• _Exercise brief_
Look through the records below and collect all lines that hold the string "minus".

• _Records excerpted from a collection_
- Opening Delimiter -
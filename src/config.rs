//! Configuration types for music-dl

use crate::error::{Error, Result};
use crate::types::Quality;
use serde::{Deserialize, Serialize};
use std::{path::PathBuf, time::Duration};

/// Download behavior configuration (library location, concurrency, quality)
///
/// Used as a nested sub-config within [`Config`].
#[derive(Clone, Debug, Serialize, Deserialize)]
pub struct DownloadConfig {
    /// Root of the per-user music libraries (default: "./library")
    #[serde(default = "default_library_dir")]
    pub library_dir: PathBuf,

    /// Maximum attempts transferring audio at the same time (default: 3)
    #[serde(default = "default_max_concurrent")]
    pub max_concurrent_downloads: usize,

    /// Quality requested when a download request does not name one (default: HiresLossless)
    #[serde(default = "default_quality")]
    pub default_quality: Quality,

    /// How long `shutdown()` waits for supervisors to wind down (default: 30s)
    #[serde(default = "default_shutdown_timeout", with = "duration_serde")]
    pub shutdown_timeout: Duration,

    /// Write tags and cover art into saved tracks when ffmpeg is available (default: true)
    #[serde(default = "default_true")]
    pub embed_tags: bool,
}

impl Default for DownloadConfig {
    fn default() -> Self {
        Self {
            library_dir: default_library_dir(),
            max_concurrent_downloads: default_max_concurrent(),
            default_quality: default_quality(),
            shutdown_timeout: default_shutdown_timeout(),
            embed_tags: true,
        }
    }
}

/// Instance racing and outbound HTTP configuration
#[derive(Clone, Debug, Serialize, Deserialize)]
pub struct ResolverConfig {
    /// Ceiling for a single instance request (default: 5s)
    ///
    /// Composed with the caller's cancellation, so one slow instance never
    /// stalls a race past this bound.
    #[serde(default = "default_instance_timeout", with = "duration_serde")]
    pub instance_timeout: Duration,

    /// Global cap on in-flight outbound requests (default: 50)
    #[serde(default = "default_max_in_flight")]
    pub max_in_flight_requests: usize,

    /// User-Agent header sent to instances and the media CDN
    #[serde(default = "default_user_agent")]
    pub user_agent: String,
}

impl Default for ResolverConfig {
    fn default() -> Self {
        Self {
            instance_timeout: default_instance_timeout(),
            max_in_flight_requests: default_max_in_flight(),
            user_agent: default_user_agent(),
        }
    }
}

/// External tool paths
#[derive(Clone, Debug, Serialize, Deserialize)]
pub struct ToolsConfig {
    /// Path to ffmpeg executable (auto-detected if None)
    #[serde(default)]
    pub ffmpeg_path: Option<PathBuf>,

    /// Whether to search PATH for external binaries if explicit paths not set (default: true)
    #[serde(default = "default_true")]
    pub search_path: bool,
}

impl Default for ToolsConfig {
    fn default() -> Self {
        Self {
            ffmpeg_path: None,
            search_path: true,
        }
    }
}

impl ToolsConfig {
    /// Locate ffmpeg: explicit path first, then PATH lookup if enabled
    pub fn resolve_ffmpeg(&self) -> Option<PathBuf> {
        if let Some(path) = &self.ffmpeg_path {
            return Some(path.clone());
        }
        if self.search_path {
            return which::which("ffmpeg").ok();
        }
        None
    }
}

/// Persistence configuration
#[derive(Clone, Debug, Serialize, Deserialize)]
pub struct PersistenceConfig {
    /// SQLite database holding the instance directory (default: "./music-dl.db")
    #[serde(default = "default_database_path")]
    pub database_path: PathBuf,
}

impl Default for PersistenceConfig {
    fn default() -> Self {
        Self {
            database_path: default_database_path(),
        }
    }
}

/// Main configuration for the download manager
///
/// All fields have sensible defaults; `Config::default()` works out of the box.
#[derive(Clone, Debug, Default, Serialize, Deserialize)]
pub struct Config {
    /// Download behavior
    #[serde(default)]
    pub download: DownloadConfig,

    /// Instance racing and outbound HTTP
    #[serde(default)]
    pub resolver: ResolverConfig,

    /// External tools
    #[serde(default)]
    pub tools: ToolsConfig,

    /// Persistence
    #[serde(default)]
    pub persistence: PersistenceConfig,
}

impl Config {
    /// Reject settings that would deadlock or disable the engine
    pub fn validate(&self) -> Result<()> {
        if self.download.max_concurrent_downloads == 0 {
            return Err(Error::Config {
                message: "max_concurrent_downloads must be at least 1".to_string(),
                key: Some("download.max_concurrent_downloads".to_string()),
            });
        }
        if self.resolver.max_in_flight_requests == 0 {
            return Err(Error::Config {
                message: "max_in_flight_requests must be at least 1".to_string(),
                key: Some("resolver.max_in_flight_requests".to_string()),
            });
        }
        if self.resolver.instance_timeout.is_zero() {
            return Err(Error::Config {
                message: "instance_timeout must be greater than zero".to_string(),
                key: Some("resolver.instance_timeout".to_string()),
            });
        }
        Ok(())
    }
}

fn default_library_dir() -> PathBuf {
    PathBuf::from("./library")
}

fn default_max_concurrent() -> usize {
    3
}

fn default_quality() -> Quality {
    Quality::HiresLossless
}

fn default_shutdown_timeout() -> Duration {
    Duration::from_secs(30)
}

fn default_instance_timeout() -> Duration {
    Duration::from_secs(5)
}

fn default_max_in_flight() -> usize {
    50
}

fn default_user_agent() -> String {
    "Mozilla/5.0 (Windows NT 10.0; Win64; x64) AppleWebKit/537.36 (KHTML, like Gecko) \
     Chrome/118.0.0.0 Safari/537.36"
        .to_string()
}

fn default_database_path() -> PathBuf {
    PathBuf::from("./music-dl.db")
}

fn default_true() -> bool {
    true
}

/// Durations are (de)serialized as whole seconds
mod duration_serde {
    use serde::{Deserialize, Deserializer, Serializer};
    use std::time::Duration;

    pub fn serialize<S>(duration: &Duration, serializer: S) -> Result<S::Ok, S::Error>
    where
        S: Serializer,
    {
        serializer.serialize_u64(duration.as_secs())
    }

    pub fn deserialize<'de, D>(deserializer: D) -> Result<Duration, D::Error>
    where
        D: Deserializer<'de>,
    {
        let secs = u64::deserialize(deserializer)?;
        Ok(Duration::from_secs(secs))
    }
}
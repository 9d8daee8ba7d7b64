//! A single triangle with red, green, and blue corners - the smallest
//! possible scene.

use phalanx::{AppConfig, Shape, Volume, run_with_config};

fn main() {
    run_with_config(
        AppConfig::new()
            .title("TestShaders")
            // AliceBlue
            .clear_color(0.941, 0.973, 1.0),
        |ctx| {
            ctx.scene.push(Volume::new(Shape::Triangle).at([0.0, 0.0, -2.0]));

            move |_frame| {}
        },
    );
}
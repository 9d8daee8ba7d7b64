use std::collections::HashSet;

use glam::Vec2;
use winit::event::{ElementState, WindowEvent};
use winit::keyboard::{KeyCode, PhysicalKey};

/// Keyboard and pointer state, snapshotted per frame.
///
/// The frame closure reads held keys for movement and the pointer delta
/// for camera rotation; per-frame sets are cleared by
/// [`begin_frame`](Self::begin_frame) after each frame completes.
#[derive(Default)]
pub struct Input {
    keys_down: HashSet<KeyCode>,
    keys_pressed: HashSet<KeyCode>,
    keys_released: HashSet<KeyCode>,
    pointer_position: Option<Vec2>,
    pointer_delta: Vec2,
}

impl Input {
    pub fn new() -> Self {
        Self::default()
    }

    /// Resets the per-frame state. Called after each frame has been drawn.
    pub fn begin_frame(&mut self) {
        self.keys_pressed.clear();
        self.keys_released.clear();
        self.pointer_delta = Vec2::ZERO;
    }

    /// Folds a window event into the current state.
    pub fn handle_event(&mut self, event: &WindowEvent) {
        match event {
            WindowEvent::KeyboardInput { event, .. } => {
                if let PhysicalKey::Code(key) = event.physical_key {
                    match event.state {
                        ElementState::Pressed => {
                            if !self.keys_down.contains(&key) {
                                self.keys_pressed.insert(key);
                            }
                            self.keys_down.insert(key);
                        }
                        ElementState::Released => {
                            self.keys_down.remove(&key);
                            self.keys_released.insert(key);
                        }
                    }
                }
            }
            WindowEvent::CursorMoved { position, .. } => {
                self.pointer_moved(Vec2::new(position.x as f32, position.y as f32));
            }
            _ => {}
        }
    }

    // The first event only seeds the position: until then there is no
    // previous point to measure from, and treating the absolute coordinates
    // as a delta would whip the camera on pointer entry.
    fn pointer_moved(&mut self, new_pos: Vec2) {
        if let Some(last) = self.pointer_position {
            self.pointer_delta += new_pos - last;
        }
        self.pointer_position = Some(new_pos);
    }

    /// Returns true if the key is currently held down.
    pub fn key_down(&self, key: KeyCode) -> bool {
        self.keys_down.contains(&key)
    }

    /// Returns true if the key was pressed this frame.
    pub fn key_pressed(&self, key: KeyCode) -> bool {
        self.keys_pressed.contains(&key)
    }

    /// Returns true if the key was released this frame.
    pub fn key_released(&self, key: KeyCode) -> bool {
        self.keys_released.contains(&key)
    }

    /// Position of the last pointer event, or `None` before any arrived.
    pub fn pointer_position(&self) -> Option<Vec2> {
        self.pointer_position
    }

    /// Pointer movement this frame, current-minus-previous position.
    ///
    /// Negate it to get the previous-minus-current convention
    /// [`Camera::add_rotation`](crate::Camera::add_rotation) expects.
    pub fn pointer_delta(&self) -> Vec2 {
        self.pointer_delta
    }
}

#[cfg(test)]
mod tests {
    use super::*;

    #[test]
    fn first_pointer_motion_reports_no_delta() {
        let mut input = Input::new();
        input.pointer_moved(Vec2::new(400.0, 300.0));

        assert_eq!(input.pointer_delta(), Vec2::ZERO);
        assert_eq!(input.pointer_position(), Some(Vec2::new(400.0, 300.0)));
    }

    #[test]
    fn pointer_deltas_accumulate_from_the_seeded_position() {
        let mut input = Input::new();
        input.pointer_moved(Vec2::new(10.0, 10.0));
        input.pointer_moved(Vec2::new(14.0, 7.0));
        input.pointer_moved(Vec2::new(15.0, 9.0));

        assert_eq!(input.pointer_delta(), Vec2::new(5.0, -1.0));
    }

    #[test]
    fn begin_frame_clears_the_delta_but_keeps_the_position() {
        let mut input = Input::new();
        input.pointer_moved(Vec2::new(100.0, 50.0));
        input.pointer_moved(Vec2::new(110.0, 50.0));
        input.begin_frame();

        assert_eq!(input.pointer_delta(), Vec2::ZERO);

        // The next motion measures from the retained position, not from a
        // fresh seed.
        input.pointer_moved(Vec2::new(113.0, 54.0));
        assert_eq!(input.pointer_delta(), Vec2::new(3.0, 4.0));
    }
}
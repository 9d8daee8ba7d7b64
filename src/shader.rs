use std::fs;
use std::path::{Path, PathBuf};

use crate::gpu::GpuContext;

/// WGSL source for the volume pipeline, read from disk or compiled in.
///
/// One file carries both stage entry points: `vs` for the vertex stage and
/// `fs` for the fragment stage.
#[derive(Debug)]
pub struct ShaderSource {
    source: String,
    origin: Option<PathBuf>,
}

impl ShaderSource {
    /// The compiled-in default shader.
    pub fn builtin() -> Self {
        Self {
            source: include_str!("shaders/volume.wgsl").to_string(),
            origin: None,
        }
    }

    /// Reads a whole WGSL file from disk.
    pub fn from_path(path: impl AsRef<Path>) -> std::io::Result<Self> {
        let path = path.as_ref().to_path_buf();
        let source = fs::read_to_string(&path)?;
        Ok(Self {
            source,
            origin: Some(path),
        })
    }

    /// The WGSL text.
    pub fn source(&self) -> &str {
        &self.source
    }

    /// Name used in diagnostics: the file path, or "builtin".
    pub fn describe(&self) -> String {
        match &self.origin {
            Some(path) => path.display().to_string(),
            None => "builtin".to_string(),
        }
    }
}

/// Compiles WGSL inside a validation error scope.
///
/// Returns `None` after logging the diagnostic if validation rejects the
/// source; the caller picks the fallback.
pub(crate) fn try_compile(gpu: &GpuContext, shader: &ShaderSource) -> Option<wgpu::ShaderModule> {
    gpu.device.push_error_scope(wgpu::ErrorFilter::Validation);

    let module = gpu
        .device
        .create_shader_module(wgpu::ShaderModuleDescriptor {
            label: Some("Volume Shader"),
            source: wgpu::ShaderSource::Wgsl(shader.source().into()),
        });

    match pollster::block_on(gpu.device.pop_error_scope()) {
        None => Some(module),
        Some(error) => {
            eprintln!("[shader] {} failed to compile: {}", shader.describe(), error);
            None
        }
    }
}

#[cfg(test)]
mod tests {
    use super::*;

    #[test]
    fn builtin_shader_carries_both_entry_points() {
        let shader = ShaderSource::builtin();
        assert!(shader.source().contains("fn vs"));
        assert!(shader.source().contains("fn fs"));
        assert_eq!(shader.describe(), "builtin");
    }

    #[test]
    fn missing_file_reports_not_found() {
        let err = ShaderSource::from_path("no/such/shader.wgsl").unwrap_err();
        assert_eq!(err.kind(), std::io::ErrorKind::NotFound);
    }
}
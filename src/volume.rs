//! A placeable scene object: one geometry variant plus its transform.
//!
//! A [`Volume`] pairs a [`Shape`] with position, rotation, and scale, and
//! carries the matrices derived from them. The matrices are one-frame
//! caches: the scene recomputes them every frame before assembling draw
//! data, and nothing persists them across frames.
//!
//! # Example
//!
//! ```
//! use phalanx::{Shape, Volume};
//!
//! let mut cube = Volume::new(Shape::Cube)
//!     .at([0.0, 0.0, -3.0])
//!     .scaled([0.5, 0.5, 0.5]);
//!
//! cube.calculate_model_matrix();
//! ```

use glam::{Mat4, Vec3};

use crate::shape::Shape;

/// A renderable object in the scene.
///
/// Rotation is Euler angles in radians. When the model matrix is built,
/// scale applies first, then rotation about Y, then X, then Z, then the
/// translation — so a volume spins in place and is then moved into the
/// world.
#[derive(Clone, Debug)]
pub struct Volume {
    /// Geometry variant providing vertices, colors, and indices.
    pub shape: Shape,
    /// World-space position.
    pub position: Vec3,
    /// Euler rotation in radians, applied Y then X then Z.
    pub rotation: Vec3,
    /// Per-axis scale.
    pub scale: Vec3,
    /// Model matrix from the most recent
    /// [`calculate_model_matrix`](Self::calculate_model_matrix).
    pub model_matrix: Mat4,
    /// Combined projection–view matrix for the current frame.
    pub view_projection: Mat4,
    /// Combined projection–view–model matrix for the current frame.
    pub mvp: Mat4,
}

impl Volume {
    /// Creates a volume at the origin with no rotation and unit scale.
    ///
    /// # Panics
    ///
    /// Panics if the shape's produced geometry disagrees with its declared
    /// counts. The built-in variants always pass; this guards edits to the
    /// shape tables.
    pub fn new(shape: Shape) -> Self {
        if let Err(e) = shape.verify() {
            panic!("invalid {:?} geometry: {}", shape, e);
        }

        Self {
            shape,
            position: Vec3::ZERO,
            rotation: Vec3::ZERO,
            scale: Vec3::ONE,
            model_matrix: Mat4::IDENTITY,
            view_projection: Mat4::IDENTITY,
            mvp: Mat4::IDENTITY,
        }
    }

    /// Sets the world-space position.
    pub fn at(mut self, position: impl Into<Vec3>) -> Self {
        self.position = position.into();
        self
    }

    /// Sets the Euler rotation in radians.
    pub fn rotated(mut self, rotation: impl Into<Vec3>) -> Self {
        self.rotation = rotation.into();
        self
    }

    /// Sets the per-axis scale.
    pub fn scaled(mut self, scale: impl Into<Vec3>) -> Self {
        self.scale = scale.into();
        self
    }

    /// Recomputes the model matrix from the current position, rotation, and
    /// scale.
    ///
    /// Pure function of the current fields: calling it again without
    /// mutating them yields the same matrix.
    pub fn calculate_model_matrix(&mut self) {
        self.model_matrix = Mat4::from_translation(self.position)
            * Mat4::from_rotation_z(self.rotation.z)
            * Mat4::from_rotation_x(self.rotation.x)
            * Mat4::from_rotation_y(self.rotation.y)
            * Mat4::from_scale(self.scale);
    }

    /// Local-space vertex positions of the shape.
    pub fn vertices(&self) -> Vec<Vec3> {
        self.shape.vertices()
    }

    /// Per-vertex colors of the shape.
    pub fn colors(&self) -> Vec<Vec3> {
        self.shape.colors()
    }

    /// Triangle indices of the shape, local to its own vertex array.
    pub fn indices(&self) -> Vec<u32> {
        self.shape.indices()
    }

    /// Number of vertices the shape produces.
    pub fn vertex_count(&self) -> usize {
        self.shape.vertex_count()
    }

    /// Number of indices the shape produces.
    pub fn index_count(&self) -> usize {
        self.shape.index_count()
    }
}

#[cfg(test)]
mod tests {
    use super::*;
    use std::f32::consts::FRAC_PI_2;

    #[test]
    fn model_matrix_is_identity_at_rest() {
        let mut volume = Volume::new(Shape::Cube);
        volume.calculate_model_matrix();
        assert_eq!(volume.model_matrix, Mat4::IDENTITY);
    }

    #[test]
    fn model_matrix_is_a_pure_function_of_the_transform() {
        let mut volume = Volume::new(Shape::Cube)
            .at([1.0, -2.0, 3.0])
            .rotated([0.3, 0.7, 0.1])
            .scaled([0.5, 2.0, 1.5]);

        volume.calculate_model_matrix();
        let first = volume.model_matrix;
        volume.calculate_model_matrix();
        assert_eq!(volume.model_matrix, first);
    }

    #[test]
    fn scale_applies_before_rotation_before_translation() {
        let mut volume = Volume::new(Shape::Cube)
            .at([5.0, 0.0, 0.0])
            .rotated([0.0, FRAC_PI_2, 0.0])
            .scaled([2.0, 2.0, 2.0]);
        volume.calculate_model_matrix();

        // Local +X: scaled to (2,0,0), swung by the yaw to (0,0,-2), then
        // carried to x = 5.
        let p = volume.model_matrix.transform_point3(Vec3::X);
        assert!((p - Vec3::new(5.0, 0.0, -2.0)).length() < 1e-5, "{p}");
    }

    #[test]
    fn rotation_applies_y_before_x() {
        let mut volume = Volume::new(Shape::Cube).rotated([FRAC_PI_2, FRAC_PI_2, 0.0]);
        volume.calculate_model_matrix();

        // +X lands on -Z after the yaw, then climbs to +Y under the pitch.
        // The opposite order would leave it on -Z.
        let p = volume.model_matrix.transform_point3(Vec3::X);
        assert!((p - Vec3::new(0.0, 1.0, 0.0)).length() < 1e-5, "{p}");
    }

    #[test]
    fn builders_set_the_transform_fields() {
        let volume = Volume::new(Shape::Triangle)
            .at([1.0, 2.0, 3.0])
            .rotated([0.1, 0.2, 0.3])
            .scaled([4.0, 5.0, 6.0]);

        assert_eq!(volume.position, Vec3::new(1.0, 2.0, 3.0));
        assert_eq!(volume.rotation, Vec3::new(0.1, 0.2, 0.3));
        assert_eq!(volume.scale, Vec3::new(4.0, 5.0, 6.0));
    }
}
- Closing Delimiter -
• _Task output_
    /// Pointer movement this frame, current-minus-previous position.
    /// Negate it to get the previous-minus-current convention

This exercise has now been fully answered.